Collected data
—————

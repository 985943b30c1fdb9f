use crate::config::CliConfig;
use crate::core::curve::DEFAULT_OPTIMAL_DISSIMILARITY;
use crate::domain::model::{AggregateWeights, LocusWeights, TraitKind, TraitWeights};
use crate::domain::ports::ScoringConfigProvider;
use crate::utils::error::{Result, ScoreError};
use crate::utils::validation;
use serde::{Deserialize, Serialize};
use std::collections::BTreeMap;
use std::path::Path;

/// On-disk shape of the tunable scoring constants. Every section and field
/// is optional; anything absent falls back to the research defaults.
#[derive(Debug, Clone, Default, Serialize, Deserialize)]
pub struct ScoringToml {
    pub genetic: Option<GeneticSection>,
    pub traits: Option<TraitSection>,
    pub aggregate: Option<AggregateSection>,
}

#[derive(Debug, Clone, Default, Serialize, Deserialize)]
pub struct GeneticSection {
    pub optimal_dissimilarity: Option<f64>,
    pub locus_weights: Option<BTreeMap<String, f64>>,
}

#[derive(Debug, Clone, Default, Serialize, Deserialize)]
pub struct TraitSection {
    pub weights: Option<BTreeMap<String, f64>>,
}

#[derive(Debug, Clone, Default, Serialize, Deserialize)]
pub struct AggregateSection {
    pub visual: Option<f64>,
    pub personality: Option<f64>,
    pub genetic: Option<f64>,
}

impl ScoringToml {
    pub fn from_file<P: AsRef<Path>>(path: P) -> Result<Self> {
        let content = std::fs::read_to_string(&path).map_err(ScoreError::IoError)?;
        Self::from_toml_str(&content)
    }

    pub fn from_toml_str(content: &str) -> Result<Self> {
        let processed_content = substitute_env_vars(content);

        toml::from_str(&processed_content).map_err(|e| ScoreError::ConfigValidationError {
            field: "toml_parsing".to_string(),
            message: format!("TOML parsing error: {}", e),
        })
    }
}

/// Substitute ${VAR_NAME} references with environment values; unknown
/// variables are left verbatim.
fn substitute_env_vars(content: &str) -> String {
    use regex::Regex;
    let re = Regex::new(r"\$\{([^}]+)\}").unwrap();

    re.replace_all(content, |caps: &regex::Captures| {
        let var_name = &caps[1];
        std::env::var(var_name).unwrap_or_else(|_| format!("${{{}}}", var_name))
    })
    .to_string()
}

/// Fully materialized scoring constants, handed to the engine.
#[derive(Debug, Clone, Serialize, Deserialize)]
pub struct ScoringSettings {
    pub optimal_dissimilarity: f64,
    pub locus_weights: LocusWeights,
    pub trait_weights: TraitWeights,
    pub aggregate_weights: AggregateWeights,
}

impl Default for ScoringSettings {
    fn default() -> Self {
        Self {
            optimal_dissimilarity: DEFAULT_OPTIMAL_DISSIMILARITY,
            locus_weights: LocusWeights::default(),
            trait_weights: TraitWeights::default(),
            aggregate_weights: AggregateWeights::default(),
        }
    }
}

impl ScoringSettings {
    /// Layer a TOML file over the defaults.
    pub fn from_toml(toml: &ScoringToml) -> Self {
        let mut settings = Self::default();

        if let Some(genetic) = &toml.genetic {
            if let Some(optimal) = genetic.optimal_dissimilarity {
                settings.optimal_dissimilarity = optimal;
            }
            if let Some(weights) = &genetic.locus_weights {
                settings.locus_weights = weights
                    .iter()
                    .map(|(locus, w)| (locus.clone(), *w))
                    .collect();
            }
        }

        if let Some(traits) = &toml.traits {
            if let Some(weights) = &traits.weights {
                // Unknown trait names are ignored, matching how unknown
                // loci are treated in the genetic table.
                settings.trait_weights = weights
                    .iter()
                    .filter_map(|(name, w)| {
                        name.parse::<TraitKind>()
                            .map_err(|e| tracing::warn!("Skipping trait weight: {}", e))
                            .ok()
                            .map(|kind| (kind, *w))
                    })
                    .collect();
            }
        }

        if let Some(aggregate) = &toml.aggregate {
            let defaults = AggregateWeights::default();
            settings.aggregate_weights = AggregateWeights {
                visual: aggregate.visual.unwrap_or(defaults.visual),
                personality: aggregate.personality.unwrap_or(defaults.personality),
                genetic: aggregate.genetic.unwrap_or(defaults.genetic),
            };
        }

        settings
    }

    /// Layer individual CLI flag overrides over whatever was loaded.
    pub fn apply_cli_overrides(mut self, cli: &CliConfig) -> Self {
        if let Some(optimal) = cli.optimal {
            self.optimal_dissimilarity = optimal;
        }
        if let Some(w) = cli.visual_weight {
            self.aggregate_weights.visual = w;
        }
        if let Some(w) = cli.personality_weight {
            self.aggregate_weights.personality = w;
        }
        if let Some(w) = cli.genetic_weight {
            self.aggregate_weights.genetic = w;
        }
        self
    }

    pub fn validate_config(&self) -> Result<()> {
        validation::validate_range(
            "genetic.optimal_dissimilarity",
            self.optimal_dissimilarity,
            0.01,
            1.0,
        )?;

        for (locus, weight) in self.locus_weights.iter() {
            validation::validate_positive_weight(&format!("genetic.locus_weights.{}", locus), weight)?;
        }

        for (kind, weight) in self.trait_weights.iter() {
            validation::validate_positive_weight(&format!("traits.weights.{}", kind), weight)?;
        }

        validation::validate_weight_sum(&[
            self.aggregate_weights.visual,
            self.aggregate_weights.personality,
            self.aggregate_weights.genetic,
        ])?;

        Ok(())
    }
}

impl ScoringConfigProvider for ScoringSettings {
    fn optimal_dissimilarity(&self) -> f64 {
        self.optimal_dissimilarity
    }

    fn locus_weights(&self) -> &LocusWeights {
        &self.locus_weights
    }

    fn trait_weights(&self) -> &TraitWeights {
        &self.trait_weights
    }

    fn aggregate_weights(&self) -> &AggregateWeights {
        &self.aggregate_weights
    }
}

—————

All that should appear in the response is the run of lines from the first line of the entries through the line containing "the research defaults.", copied exactly.

Completed task:
repository 985943b30c1fdb9f
use crate::config::CliConfig;
use crate::core::curve::DEFAULT_OPTIMAL_DISSIMILARITY;
use crate::domain::model::{AggregateWeights, LocusWeights, TraitKind, TraitWeights};
use crate::domain::ports::ScoringConfigProvider;
use crate::utils::error::{Result, ScoreError};
use crate::utils::validation;
use serde::{Deserialize, Serialize};
use std::collections::BTreeMap;
use std::path::Path;

/// On-disk shape of the tunable scoring constants. Every section and field
/// is optional; anything absent falls back to the research defaults.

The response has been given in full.